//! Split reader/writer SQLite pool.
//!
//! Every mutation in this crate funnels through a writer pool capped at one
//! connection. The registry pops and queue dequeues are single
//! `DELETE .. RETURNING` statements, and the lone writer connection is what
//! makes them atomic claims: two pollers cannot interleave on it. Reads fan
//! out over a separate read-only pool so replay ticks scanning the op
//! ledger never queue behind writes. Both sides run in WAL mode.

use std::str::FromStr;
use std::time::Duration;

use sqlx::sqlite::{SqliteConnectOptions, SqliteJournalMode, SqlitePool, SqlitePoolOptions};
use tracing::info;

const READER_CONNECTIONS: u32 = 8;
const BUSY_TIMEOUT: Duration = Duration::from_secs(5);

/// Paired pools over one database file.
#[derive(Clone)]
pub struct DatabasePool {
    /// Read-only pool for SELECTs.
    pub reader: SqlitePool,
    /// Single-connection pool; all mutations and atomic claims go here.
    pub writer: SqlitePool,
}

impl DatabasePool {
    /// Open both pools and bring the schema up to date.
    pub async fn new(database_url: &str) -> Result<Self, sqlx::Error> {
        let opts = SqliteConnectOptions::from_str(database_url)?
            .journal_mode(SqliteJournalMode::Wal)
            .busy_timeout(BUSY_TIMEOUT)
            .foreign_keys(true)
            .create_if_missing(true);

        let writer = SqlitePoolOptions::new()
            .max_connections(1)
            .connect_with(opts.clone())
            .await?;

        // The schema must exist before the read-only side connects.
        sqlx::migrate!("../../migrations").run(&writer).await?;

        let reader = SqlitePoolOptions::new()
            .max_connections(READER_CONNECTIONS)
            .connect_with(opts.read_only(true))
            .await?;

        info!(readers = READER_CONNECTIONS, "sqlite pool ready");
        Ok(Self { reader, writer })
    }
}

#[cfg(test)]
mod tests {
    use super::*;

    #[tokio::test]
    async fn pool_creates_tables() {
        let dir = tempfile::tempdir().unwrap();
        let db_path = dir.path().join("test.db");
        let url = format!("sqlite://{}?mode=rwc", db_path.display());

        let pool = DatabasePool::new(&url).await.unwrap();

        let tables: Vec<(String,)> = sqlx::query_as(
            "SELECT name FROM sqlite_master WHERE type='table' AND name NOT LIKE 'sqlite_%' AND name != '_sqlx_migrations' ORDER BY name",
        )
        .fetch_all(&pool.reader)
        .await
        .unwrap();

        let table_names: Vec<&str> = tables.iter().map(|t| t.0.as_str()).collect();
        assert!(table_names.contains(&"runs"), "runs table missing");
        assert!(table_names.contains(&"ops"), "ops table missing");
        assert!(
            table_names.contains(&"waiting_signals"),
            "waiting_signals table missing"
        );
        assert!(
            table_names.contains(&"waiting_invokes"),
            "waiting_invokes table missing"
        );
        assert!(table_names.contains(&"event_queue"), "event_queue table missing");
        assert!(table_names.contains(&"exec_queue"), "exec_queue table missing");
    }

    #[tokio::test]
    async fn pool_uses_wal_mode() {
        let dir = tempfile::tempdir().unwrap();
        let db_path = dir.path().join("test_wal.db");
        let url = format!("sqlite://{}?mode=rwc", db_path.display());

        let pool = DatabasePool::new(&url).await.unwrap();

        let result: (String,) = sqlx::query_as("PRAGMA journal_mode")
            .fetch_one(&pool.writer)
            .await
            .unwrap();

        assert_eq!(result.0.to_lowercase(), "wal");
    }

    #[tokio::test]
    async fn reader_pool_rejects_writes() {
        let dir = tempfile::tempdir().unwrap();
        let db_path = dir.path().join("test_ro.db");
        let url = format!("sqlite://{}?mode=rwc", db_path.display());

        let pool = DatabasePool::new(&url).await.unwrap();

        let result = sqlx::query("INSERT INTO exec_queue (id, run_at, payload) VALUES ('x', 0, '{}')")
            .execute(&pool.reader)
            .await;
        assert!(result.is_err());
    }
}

-------

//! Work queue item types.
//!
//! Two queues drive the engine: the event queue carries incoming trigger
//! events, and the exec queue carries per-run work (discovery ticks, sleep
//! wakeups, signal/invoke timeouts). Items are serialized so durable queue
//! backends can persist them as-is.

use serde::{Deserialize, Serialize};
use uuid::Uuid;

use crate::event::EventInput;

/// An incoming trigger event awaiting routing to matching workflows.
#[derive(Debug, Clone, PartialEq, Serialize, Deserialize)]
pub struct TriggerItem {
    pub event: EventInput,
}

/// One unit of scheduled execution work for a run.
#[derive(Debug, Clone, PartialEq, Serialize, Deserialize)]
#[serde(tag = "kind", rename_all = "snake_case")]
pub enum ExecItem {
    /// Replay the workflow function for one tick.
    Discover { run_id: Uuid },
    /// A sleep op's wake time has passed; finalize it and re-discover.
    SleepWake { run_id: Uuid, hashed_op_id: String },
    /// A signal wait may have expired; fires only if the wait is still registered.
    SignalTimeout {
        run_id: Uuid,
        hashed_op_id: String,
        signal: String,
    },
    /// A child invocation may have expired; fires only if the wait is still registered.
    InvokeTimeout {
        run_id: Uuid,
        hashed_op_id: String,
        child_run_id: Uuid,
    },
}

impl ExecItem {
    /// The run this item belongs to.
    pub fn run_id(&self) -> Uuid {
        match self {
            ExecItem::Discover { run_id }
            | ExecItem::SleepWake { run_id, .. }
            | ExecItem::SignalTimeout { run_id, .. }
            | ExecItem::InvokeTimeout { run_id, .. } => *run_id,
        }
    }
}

-------

■ GOAL OF THE EXERCISE ■
Copy out each line of the data that has the word "async" in it.

■ RESULT OF THE TASK ■
    pub async fn new(database_url: &str) -> Result<Self, sqlx::Error> {
    async fn pool_creates_tables() {
    async fn pool_uses_wal_mode() {
    async fn reader_pool_rejects_writes() {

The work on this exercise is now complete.